I woke up on Saturday with a rocket barrage on my city, Tel Aviv, in the metropolitan area of 3 million people was attacked. A rocket fell in my neighborhood, where there is no military presence, no strategic sites. Just civilians. Soon we received the reports of terrorists armed for an all out war, rampaging through cities and villages, butchering people, desecrating their bodies and burning houses. We saw the videos of thousands of people fleeing from the festival. And there are stories I’ve heard that I can’t yet process. I am unable to even think about them. So much blood and gore on the most innocent of lives.
No more than 6 hours later, I was already on my way south to arm up with hundreds of other reservists in my unit. Some of them I’ve never seen, people who did not show up to previous reserve activity for years have showed up. 300 thousand Israelis showed up.
This is the largest deployment in the country’s history. This is how eager we are to defend our homeland. And civilians are doing circle in the air just to provide us with food and equipment. Everyone joined, not a single soul in Israel remained indifferent. Jews, Drzue, Christians, Arabs, Bedouin, people who just a few seconds ago only saw their differences, have all united against evil.
There is no question here, Hamas must be eradicated, just like ISIS. And what they have done is as big a crime against Israel as it is to the Palestinians. They have done nothing but bring on death and destruction on themselves, and we haven’t started yet.
I am now near the front, thwarting continuous infiltration attempts. They try and fail. Dozens of terrorist were killed. They are getting weaker and weaker and we are getting stronger and braver. They keep shooting on civilians. Rockets are falling near us, exploding over our heads. But our spirit is strong, we are strongly united, brothers and sisters, from all over the country, religious, secular, rich, poor… And the ground is shaking below our feet front our air force pounding of the devil’s den.
While their leaders are hiding in bunkers, some of our leaders, members of the Knesset, have showed up, volunteered to join the fighting units. My battalion commander, who lives in a kibbutz just next to the strip, who was abroad at the time, has lost his 18-year-old son, and before burying or even seeing him, he decided to take a flight, show up and help in whatever he can, even though he was given the option to stay home and weep. This is the spirit of our country. And we have no other land to go to. This is our secret weapon. We have one homeland.

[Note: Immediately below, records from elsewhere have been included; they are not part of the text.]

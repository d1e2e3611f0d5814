use bytes::Bytes;
use tracing::debug;

use crate::{BitReader, BreakDuration, Result, Scte35Error, ascii_string};

/// `avail_descriptor()` tag
pub const TAG_AVAIL: u8 = 0x00;
/// `DTMF_descriptor()` tag
pub const TAG_DTMF: u8 = 0x01;
/// `segmentation_descriptor()` tag
pub const TAG_SEGMENTATION: u8 = 0x02;
/// `time_descriptor()` tag
pub const TAG_TIME: u8 = 0x03;
/// `audio_descriptor()` tag
pub const TAG_AUDIO: u8 = 0x04;

/// Segmentation type ids that carry `sub_segment_num` / `sub_segments_expected`.
pub const SUB_SEGMENT_TYPE_IDS: [u8; 4] = [0x34, 0x36, 0x38, 0x3A];

/// Size of the `identifier` field counted by `descriptor_length`.
const IDENTIFIER_LEN: u8 = 4;

/// A splice descriptor: common header plus a tag-specific body.
#[derive(Debug, Clone, PartialEq, Eq)]
#[cfg_attr(feature = "serde", derive(serde::Serialize))]
pub struct SpliceDescriptor {
    pub tag: u8,
    /// Bytes following the tag/length pair, identifier included.
    pub length: u8,
    /// Usually `CUEI`.
    pub identifier: [u8; 4],
    pub body: DescriptorBody,
}

/// Tag-specific descriptor payload.
#[derive(Debug, Clone, PartialEq, Eq)]
#[cfg_attr(feature = "serde", derive(serde::Serialize))]
pub enum DescriptorBody {
    Avail(AvailDescriptor),
    Dtmf(DtmfDescriptor),
    Segmentation(SegmentationDescriptor),
    Time(TimeDescriptor),
    Audio(AudioDescriptor),
    /// Unrecognised tag; the payload was skipped using the declared length.
    Unknown,
}

impl SpliceDescriptor {
    /// Parse one descriptor, header included.
    ///
    /// On success the reader is left exactly `2 + length` bytes past where it
    /// started. A known body that reads past its declared length is an error.
    pub fn parse(reader: &mut BitReader<'_>) -> Result<Self> {
        let tag = reader.read_u8(8)?;
        let length = reader.read_u8(8)?;
        if length < IDENTIFIER_LEN {
            return Err(Scte35Error::InvalidDescriptorLength { tag, length });
        }
        let identifier = reader.read_array::<4>()?;

        let payload_bits = (length - IDENTIFIER_LEN) as usize * 8;
        let start = reader.position();

        let body = match tag {
            TAG_AVAIL => DescriptorBody::Avail(AvailDescriptor::parse(reader)?),
            TAG_DTMF => DescriptorBody::Dtmf(DtmfDescriptor::parse(reader)?),
            TAG_SEGMENTATION => {
                DescriptorBody::Segmentation(SegmentationDescriptor::parse(reader)?)
            }
            TAG_TIME => DescriptorBody::Time(TimeDescriptor::parse(reader)?),
            TAG_AUDIO => DescriptorBody::Audio(AudioDescriptor::parse(reader)?),
            _ => {
                debug!(tag, length, "Skipping unknown splice descriptor");
                reader.skip(payload_bits)?;
                DescriptorBody::Unknown
            }
        };

        let consumed = reader.position() - start;
        if consumed > payload_bits {
            return Err(Scte35Error::DescriptorBodyOverrun {
                tag,
                length,
                consumed_bits: consumed,
            });
        }
        if consumed < payload_bits {
            debug!(
                tag,
                length,
                surplus_bits = payload_bits - consumed,
                "Skipping unparsed descriptor bytes"
            );
            reader.skip(payload_bits - consumed)?;
        }

        Ok(SpliceDescriptor {
            tag,
            length,
            identifier,
            body,
        })
    }

    /// Bytes this descriptor occupies in the loop (`2 + descriptor_length`).
    pub fn encoded_len(&self) -> usize {
        2 + self.length as usize
    }

    pub fn identifier_str(&self) -> String {
        ascii_string(&self.identifier)
    }
}

/// Avail descriptor (tag 0x00)
#[derive(Debug, Clone, Copy, PartialEq, Eq)]
#[cfg_attr(feature = "serde", derive(serde::Serialize))]
pub struct AvailDescriptor {
    pub provider_avail_id: u32,
}

impl AvailDescriptor {
    pub fn parse(reader: &mut BitReader<'_>) -> Result<Self> {
        Ok(AvailDescriptor {
            provider_avail_id: reader.read_u32(32)?,
        })
    }
}

/// DTMF descriptor (tag 0x01)
#[derive(Debug, Clone, PartialEq, Eq)]
#[cfg_attr(feature = "serde", derive(serde::Serialize))]
pub struct DtmfDescriptor {
    /// Tenths of a second before the splice point.
    pub preroll: u8,
    pub dtmf_chars: String,
}

impl DtmfDescriptor {
    pub fn parse(reader: &mut BitReader<'_>) -> Result<Self> {
        let preroll = reader.read_u8(8)?;
        let dtmf_count = reader.read_u8(3)?;
        reader.skip(5)?;
        let chars = reader.read_bytes(dtmf_count as usize)?;
        Ok(DtmfDescriptor {
            preroll,
            dtmf_chars: ascii_string(&chars),
        })
    }

    pub fn dtmf_count(&self) -> usize {
        self.dtmf_chars.chars().count()
    }
}

/// Segmentation descriptor (tag 0x02)
#[derive(Debug, Clone, PartialEq, Eq)]
#[cfg_attr(feature = "serde", derive(serde::Serialize))]
pub struct SegmentationDescriptor {
    pub segmentation_event_id: u32,
    /// `None` when `segmentation_event_cancel_indicator` is set.
    pub details: Option<SegmentationDetails>,
}

/// Fields of a segmentation event that has not been cancelled.
#[derive(Debug, Clone, PartialEq, Eq)]
#[cfg_attr(feature = "serde", derive(serde::Serialize))]
pub struct SegmentationDetails {
    /// `None` when `delivery_not_restricted_flag` is set.
    pub delivery_restrictions: Option<DeliveryRestrictions>,
    pub scope: SegmentationScope,
    pub segmentation_duration: Option<BreakDuration>,
    pub upid: SegmentationUpid,
    pub segmentation_type_id: u8,
    pub segment_num: u8,
    pub segments_expected: u8,
    /// Present only for type ids in [`SUB_SEGMENT_TYPE_IDS`].
    pub sub_segment: Option<SubSegment>,
}

#[derive(Debug, Clone, Copy, PartialEq, Eq)]
#[cfg_attr(feature = "serde", derive(serde::Serialize))]
pub struct DeliveryRestrictions {
    pub web_delivery_allowed_flag: bool,
    pub no_regional_blackout_flag: bool,
    pub archive_allowed_flag: bool,
    /// 2-bit device restriction group.
    pub device_restrictions: u8,
}

/// Whole-program segmentation, or per-component PTS offsets.
#[derive(Debug, Clone, PartialEq, Eq)]
#[cfg_attr(feature = "serde", derive(serde::Serialize))]
pub enum SegmentationScope {
    Program,
    Components(Vec<SegmentationComponent>),
}

#[derive(Debug, Clone, Copy, PartialEq, Eq)]
#[cfg_attr(feature = "serde", derive(serde::Serialize))]
pub struct SegmentationComponent {
    pub component_tag: u8,
    /// 33-bit PTS offset.
    pub pts_offset: u64,
}

#[derive(Debug, Clone, PartialEq, Eq)]
#[cfg_attr(feature = "serde", derive(serde::Serialize))]
pub struct SegmentationUpid {
    pub upid_type: u8,
    pub value: Bytes,
}

#[derive(Debug, Clone, Copy, PartialEq, Eq)]
#[cfg_attr(feature = "serde", derive(serde::Serialize))]
pub struct SubSegment {
    pub sub_segment_num: u8,
    pub sub_segments_expected: u8,
}

impl SegmentationDescriptor {
    pub fn parse(reader: &mut BitReader<'_>) -> Result<Self> {
        let segmentation_event_id = reader.read_u32(32)?;
        let segmentation_event_cancel_indicator = reader.read_bool()?;
        reader.skip(7)?;

        if segmentation_event_cancel_indicator {
            return Ok(SegmentationDescriptor {
                segmentation_event_id,
                details: None,
            });
        }

        let program_segmentation_flag = reader.read_bool()?;
        let segmentation_duration_flag = reader.read_bool()?;
        let delivery_not_restricted_flag = reader.read_bool()?;

        let delivery_restrictions = if delivery_not_restricted_flag {
            reader.skip(5)?;
            None
        } else {
            Some(DeliveryRestrictions {
                web_delivery_allowed_flag: reader.read_bool()?,
                no_regional_blackout_flag: reader.read_bool()?,
                archive_allowed_flag: reader.read_bool()?,
                device_restrictions: reader.read_u8(2)?,
            })
        };

        let scope = if program_segmentation_flag {
            SegmentationScope::Program
        } else {
            let component_count = reader.read_u8(8)?;
            let mut components = Vec::with_capacity(component_count as usize);
            for _ in 0..component_count {
                let component_tag = reader.read_u8(8)?;
                reader.skip(7)?;
                let pts_offset = reader.read_unsigned(33)?;
                components.push(SegmentationComponent {
                    component_tag,
                    pts_offset,
                });
            }
            SegmentationScope::Components(components)
        };

        let segmentation_duration = if segmentation_duration_flag {
            Some(BreakDuration::parse(reader)?)
        } else {
            None
        };

        let upid_type = reader.read_u8(8)?;
        let upid_length = reader.read_u8(8)?;
        let upid = SegmentationUpid {
            upid_type,
            value: reader.read_bytes(upid_length as usize)?,
        };

        let segmentation_type_id = reader.read_u8(8)?;
        let segment_num = reader.read_u8(8)?;
        let segments_expected = reader.read_u8(8)?;

        let sub_segment = if SUB_SEGMENT_TYPE_IDS.contains(&segmentation_type_id) {
            Some(SubSegment {
                sub_segment_num: reader.read_u8(8)?,
                sub_segments_expected: reader.read_u8(8)?,
            })
        } else {
            None
        };

        Ok(SegmentationDescriptor {
            segmentation_event_id,
            details: Some(SegmentationDetails {
                delivery_restrictions,
                scope,
                segmentation_duration,
                upid,
                segmentation_type_id,
                segment_num,
                segments_expected,
                sub_segment,
            }),
        })
    }

    pub fn segmentation_event_cancel_indicator(&self) -> bool {
        self.details.is_none()
    }
}

impl SegmentationDetails {
    pub fn program_segmentation_flag(&self) -> bool {
        matches!(self.scope, SegmentationScope::Program)
    }

    pub fn segmentation_duration_flag(&self) -> bool {
        self.segmentation_duration.is_some()
    }

    pub fn delivery_not_restricted_flag(&self) -> bool {
        self.delivery_restrictions.is_none()
    }
}

/// Time descriptor (tag 0x03)
#[derive(Debug, Clone, Copy, PartialEq, Eq)]
#[cfg_attr(feature = "serde", derive(serde::Serialize))]
pub struct TimeDescriptor {
    /// 48-bit TAI seconds.
    pub tai_seconds: u64,
    pub tai_ns: u32,
    pub utc_offset: u16,
}

impl TimeDescriptor {
    pub fn parse(reader: &mut BitReader<'_>) -> Result<Self> {
        Ok(TimeDescriptor {
            tai_seconds: reader.read_unsigned(48)?,
            tai_ns: reader.read_u32(32)?,
            utc_offset: reader.read_u16(16)?,
        })
    }
}

/// Audio descriptor (tag 0x04)
#[derive(Debug, Clone, PartialEq, Eq)]
#[cfg_attr(feature = "serde", derive(serde::Serialize))]
pub struct AudioDescriptor {
    pub components: Vec<AudioComponent>,
}

/// A single audio component entry.
#[derive(Debug, Clone, PartialEq, Eq)]
#[cfg_attr(feature = "serde", derive(serde::Serialize))]
pub struct AudioComponent {
    pub component_tag: u8,
    /// 3-character ISO 639-2 language code (e.g. "eng")
    pub iso_code: String,
    pub bit_stream_mode: u8,
    pub num_channels: u8,
    pub full_srvc_audio: bool,
}

impl AudioDescriptor {
    pub fn parse(reader: &mut BitReader<'_>) -> Result<Self> {
        let audio_count = reader.read_u8(4)?;
        let mut components = Vec::with_capacity(audio_count as usize);
        for _ in 0..audio_count {
            let component_tag = reader.read_u8(8)?;
            let iso_code = reader.read_array::<3>()?;
            components.push(AudioComponent {
                component_tag,
                iso_code: ascii_string(&iso_code),
                bit_stream_mode: reader.read_u8(3)?,
                num_channels: reader.read_u8(4)?,
                full_srvc_audio: reader.read_bool()?,
            });
        }
        Ok(AudioDescriptor { components })
    }

    pub fn audio_count(&self) -> usize {
        self.components.len()
    }
}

My Israeli friends from across the world all began organizing donations, others have bought tickets, cutting their trips by months and came back to recruit. My little cousins set up stations to collect food and supplies from civilians for the soldiers. My family is doing anything they can and so everyone else.
I have gave much thought about my grandparents who fought the Nazi attempt to eradicate them, and others who suffered persecution anywhere they’ve been. Here we are united together, we have the right and duty to help ourselves. And we will do that for eternity. We cannot be beaten, and whoever will challenge us will be destroyed.
I am no religious person, but now more than ever the words Am Yisrael Chai are inscribed on my heart.
I hope to come back as well as possible, to tell our story.